### WHAT YOU ARE ASKED TO DO
Report each line of the records where "Returns" occurs.

### RECORDS SHOWN
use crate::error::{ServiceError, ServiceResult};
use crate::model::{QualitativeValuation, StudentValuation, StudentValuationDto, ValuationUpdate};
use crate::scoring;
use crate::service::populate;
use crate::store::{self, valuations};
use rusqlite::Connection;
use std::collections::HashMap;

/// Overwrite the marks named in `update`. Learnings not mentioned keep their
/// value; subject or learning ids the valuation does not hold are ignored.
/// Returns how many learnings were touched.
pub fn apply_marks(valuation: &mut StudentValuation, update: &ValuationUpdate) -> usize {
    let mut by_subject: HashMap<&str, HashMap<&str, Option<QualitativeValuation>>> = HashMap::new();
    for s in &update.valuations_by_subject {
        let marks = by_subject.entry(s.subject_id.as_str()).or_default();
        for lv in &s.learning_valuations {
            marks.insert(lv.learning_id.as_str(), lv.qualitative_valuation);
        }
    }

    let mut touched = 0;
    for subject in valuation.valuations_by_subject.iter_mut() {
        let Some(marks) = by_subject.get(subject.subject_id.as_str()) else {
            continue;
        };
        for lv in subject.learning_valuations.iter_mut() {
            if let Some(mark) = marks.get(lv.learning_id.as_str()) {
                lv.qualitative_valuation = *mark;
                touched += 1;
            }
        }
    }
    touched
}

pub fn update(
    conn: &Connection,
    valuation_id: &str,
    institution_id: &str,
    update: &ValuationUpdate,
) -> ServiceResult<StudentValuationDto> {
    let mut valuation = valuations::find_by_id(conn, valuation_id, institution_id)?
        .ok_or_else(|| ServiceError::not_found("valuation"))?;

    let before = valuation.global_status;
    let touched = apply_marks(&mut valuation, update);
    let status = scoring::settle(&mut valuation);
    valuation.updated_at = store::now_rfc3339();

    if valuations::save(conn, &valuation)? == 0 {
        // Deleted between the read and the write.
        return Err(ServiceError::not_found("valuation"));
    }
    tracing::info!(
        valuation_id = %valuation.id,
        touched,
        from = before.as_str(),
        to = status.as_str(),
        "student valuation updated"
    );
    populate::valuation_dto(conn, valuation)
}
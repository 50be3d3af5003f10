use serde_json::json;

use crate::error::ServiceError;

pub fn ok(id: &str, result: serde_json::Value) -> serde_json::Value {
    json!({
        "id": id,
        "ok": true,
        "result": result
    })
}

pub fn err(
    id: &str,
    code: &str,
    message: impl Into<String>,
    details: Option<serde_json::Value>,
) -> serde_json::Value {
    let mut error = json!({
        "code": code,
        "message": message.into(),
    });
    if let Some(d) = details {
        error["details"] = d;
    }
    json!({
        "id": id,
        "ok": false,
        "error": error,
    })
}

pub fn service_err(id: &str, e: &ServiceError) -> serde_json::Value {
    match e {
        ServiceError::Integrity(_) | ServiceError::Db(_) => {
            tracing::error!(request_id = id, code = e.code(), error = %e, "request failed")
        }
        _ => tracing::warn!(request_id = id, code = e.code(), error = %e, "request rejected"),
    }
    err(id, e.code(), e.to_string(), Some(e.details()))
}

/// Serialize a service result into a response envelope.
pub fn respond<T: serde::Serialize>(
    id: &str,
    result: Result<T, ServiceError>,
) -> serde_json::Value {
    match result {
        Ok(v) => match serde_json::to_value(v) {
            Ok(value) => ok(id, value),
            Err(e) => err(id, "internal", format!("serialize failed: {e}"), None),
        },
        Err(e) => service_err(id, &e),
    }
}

---

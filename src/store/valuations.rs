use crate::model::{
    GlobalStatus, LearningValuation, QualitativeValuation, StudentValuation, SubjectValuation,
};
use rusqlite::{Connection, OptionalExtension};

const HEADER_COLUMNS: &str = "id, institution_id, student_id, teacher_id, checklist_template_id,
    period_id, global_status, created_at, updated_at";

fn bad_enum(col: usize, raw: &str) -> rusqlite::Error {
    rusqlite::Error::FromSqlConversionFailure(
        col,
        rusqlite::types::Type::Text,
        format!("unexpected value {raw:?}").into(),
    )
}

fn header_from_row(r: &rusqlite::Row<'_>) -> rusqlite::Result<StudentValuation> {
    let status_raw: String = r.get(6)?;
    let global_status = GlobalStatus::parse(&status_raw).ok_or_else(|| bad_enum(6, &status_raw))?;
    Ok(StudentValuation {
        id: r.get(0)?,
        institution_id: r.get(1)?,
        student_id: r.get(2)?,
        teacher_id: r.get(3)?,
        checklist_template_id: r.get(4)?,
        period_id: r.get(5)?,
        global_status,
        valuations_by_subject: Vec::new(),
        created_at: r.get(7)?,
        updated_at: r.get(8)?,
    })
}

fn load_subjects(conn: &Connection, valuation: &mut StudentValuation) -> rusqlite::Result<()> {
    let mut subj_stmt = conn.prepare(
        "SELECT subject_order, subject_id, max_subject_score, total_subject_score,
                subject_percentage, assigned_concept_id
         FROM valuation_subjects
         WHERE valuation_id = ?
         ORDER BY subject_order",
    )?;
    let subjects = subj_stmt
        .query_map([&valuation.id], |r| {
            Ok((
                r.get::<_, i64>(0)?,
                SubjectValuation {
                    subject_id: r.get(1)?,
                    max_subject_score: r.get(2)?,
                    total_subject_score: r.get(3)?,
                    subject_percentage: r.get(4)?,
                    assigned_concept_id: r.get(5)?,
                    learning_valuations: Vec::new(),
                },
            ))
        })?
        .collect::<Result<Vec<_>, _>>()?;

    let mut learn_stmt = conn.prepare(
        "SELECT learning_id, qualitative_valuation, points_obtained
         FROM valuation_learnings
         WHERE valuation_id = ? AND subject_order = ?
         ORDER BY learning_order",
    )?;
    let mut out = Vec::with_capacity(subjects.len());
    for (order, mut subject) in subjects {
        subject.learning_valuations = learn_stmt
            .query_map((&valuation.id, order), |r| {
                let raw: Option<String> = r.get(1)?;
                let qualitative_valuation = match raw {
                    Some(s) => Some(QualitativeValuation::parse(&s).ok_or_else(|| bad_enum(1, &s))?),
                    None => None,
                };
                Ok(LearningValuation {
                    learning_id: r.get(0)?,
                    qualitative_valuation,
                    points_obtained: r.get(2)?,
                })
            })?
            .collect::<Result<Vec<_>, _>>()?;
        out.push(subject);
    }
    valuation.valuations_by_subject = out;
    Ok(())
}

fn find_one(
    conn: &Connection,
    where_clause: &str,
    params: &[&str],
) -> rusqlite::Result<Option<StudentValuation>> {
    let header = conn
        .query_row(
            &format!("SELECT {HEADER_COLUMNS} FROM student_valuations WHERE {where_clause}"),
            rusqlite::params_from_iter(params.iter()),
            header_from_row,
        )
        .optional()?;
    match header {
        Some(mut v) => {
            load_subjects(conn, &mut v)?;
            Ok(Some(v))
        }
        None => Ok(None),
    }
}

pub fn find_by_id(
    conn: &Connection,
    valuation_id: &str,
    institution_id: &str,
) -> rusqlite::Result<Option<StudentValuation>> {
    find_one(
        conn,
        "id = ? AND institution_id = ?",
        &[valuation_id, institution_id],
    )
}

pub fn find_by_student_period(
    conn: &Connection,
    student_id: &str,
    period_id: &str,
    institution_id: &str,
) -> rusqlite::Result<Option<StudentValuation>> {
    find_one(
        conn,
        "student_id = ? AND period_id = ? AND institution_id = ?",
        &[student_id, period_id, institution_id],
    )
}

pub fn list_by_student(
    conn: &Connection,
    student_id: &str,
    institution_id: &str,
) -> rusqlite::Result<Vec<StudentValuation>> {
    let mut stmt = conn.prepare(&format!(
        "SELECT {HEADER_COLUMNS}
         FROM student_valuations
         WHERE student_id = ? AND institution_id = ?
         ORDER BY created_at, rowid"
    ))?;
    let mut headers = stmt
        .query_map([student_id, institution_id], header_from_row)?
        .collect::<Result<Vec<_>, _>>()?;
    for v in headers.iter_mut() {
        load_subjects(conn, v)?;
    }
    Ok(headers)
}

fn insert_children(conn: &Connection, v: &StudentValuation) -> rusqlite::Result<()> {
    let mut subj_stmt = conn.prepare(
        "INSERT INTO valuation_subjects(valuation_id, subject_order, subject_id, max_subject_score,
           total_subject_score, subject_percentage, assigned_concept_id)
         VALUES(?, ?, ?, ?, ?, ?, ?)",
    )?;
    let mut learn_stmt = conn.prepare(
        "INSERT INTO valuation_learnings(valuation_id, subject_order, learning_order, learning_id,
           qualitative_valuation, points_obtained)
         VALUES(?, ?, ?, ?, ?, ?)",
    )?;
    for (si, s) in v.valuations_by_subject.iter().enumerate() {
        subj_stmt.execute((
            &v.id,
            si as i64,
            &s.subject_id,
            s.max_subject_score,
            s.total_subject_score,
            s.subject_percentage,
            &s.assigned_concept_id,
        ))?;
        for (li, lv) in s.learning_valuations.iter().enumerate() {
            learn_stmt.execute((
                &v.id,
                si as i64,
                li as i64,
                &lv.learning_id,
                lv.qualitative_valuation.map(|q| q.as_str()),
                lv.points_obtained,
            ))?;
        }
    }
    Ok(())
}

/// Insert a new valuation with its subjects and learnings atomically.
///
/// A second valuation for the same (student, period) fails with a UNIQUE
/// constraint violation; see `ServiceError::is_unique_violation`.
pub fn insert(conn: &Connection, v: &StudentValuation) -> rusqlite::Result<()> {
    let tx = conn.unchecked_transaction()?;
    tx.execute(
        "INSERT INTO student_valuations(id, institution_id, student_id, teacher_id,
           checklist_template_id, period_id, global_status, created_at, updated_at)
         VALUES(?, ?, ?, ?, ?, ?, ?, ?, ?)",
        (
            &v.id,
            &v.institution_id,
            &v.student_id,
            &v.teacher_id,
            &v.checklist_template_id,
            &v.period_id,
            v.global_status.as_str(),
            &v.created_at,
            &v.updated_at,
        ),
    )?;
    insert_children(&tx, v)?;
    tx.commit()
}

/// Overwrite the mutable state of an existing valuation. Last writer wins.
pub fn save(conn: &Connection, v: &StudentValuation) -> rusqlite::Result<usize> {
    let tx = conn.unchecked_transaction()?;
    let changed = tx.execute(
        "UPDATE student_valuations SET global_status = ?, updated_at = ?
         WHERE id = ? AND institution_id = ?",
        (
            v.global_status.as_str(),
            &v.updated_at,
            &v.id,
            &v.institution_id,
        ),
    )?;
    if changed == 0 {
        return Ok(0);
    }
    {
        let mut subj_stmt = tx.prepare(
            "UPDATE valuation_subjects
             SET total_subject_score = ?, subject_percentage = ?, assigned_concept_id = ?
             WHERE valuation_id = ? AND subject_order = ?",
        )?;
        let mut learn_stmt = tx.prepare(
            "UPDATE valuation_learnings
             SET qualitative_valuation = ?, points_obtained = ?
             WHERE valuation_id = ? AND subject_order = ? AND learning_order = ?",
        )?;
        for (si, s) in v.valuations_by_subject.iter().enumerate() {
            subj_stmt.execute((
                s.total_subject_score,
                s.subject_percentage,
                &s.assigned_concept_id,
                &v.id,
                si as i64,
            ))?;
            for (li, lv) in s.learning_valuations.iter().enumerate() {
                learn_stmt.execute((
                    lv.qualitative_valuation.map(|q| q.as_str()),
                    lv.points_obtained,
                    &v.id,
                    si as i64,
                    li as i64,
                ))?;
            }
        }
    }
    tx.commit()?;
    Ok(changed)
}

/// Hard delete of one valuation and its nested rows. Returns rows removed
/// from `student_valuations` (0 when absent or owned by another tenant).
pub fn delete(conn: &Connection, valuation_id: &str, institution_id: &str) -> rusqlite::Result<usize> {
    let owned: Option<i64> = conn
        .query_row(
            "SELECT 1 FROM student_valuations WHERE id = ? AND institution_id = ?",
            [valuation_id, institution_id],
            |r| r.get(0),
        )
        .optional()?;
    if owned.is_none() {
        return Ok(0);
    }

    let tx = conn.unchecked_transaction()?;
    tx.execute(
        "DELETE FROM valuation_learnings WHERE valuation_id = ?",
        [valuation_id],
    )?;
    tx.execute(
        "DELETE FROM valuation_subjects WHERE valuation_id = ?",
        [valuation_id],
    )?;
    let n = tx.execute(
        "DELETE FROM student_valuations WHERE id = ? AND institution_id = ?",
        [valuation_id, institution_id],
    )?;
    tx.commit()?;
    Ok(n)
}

### SOLUTION FOR THIS TASK
/// Returns how many learnings were touched.
/// Hard delete of one valuation and its nested rows. Returns rows removed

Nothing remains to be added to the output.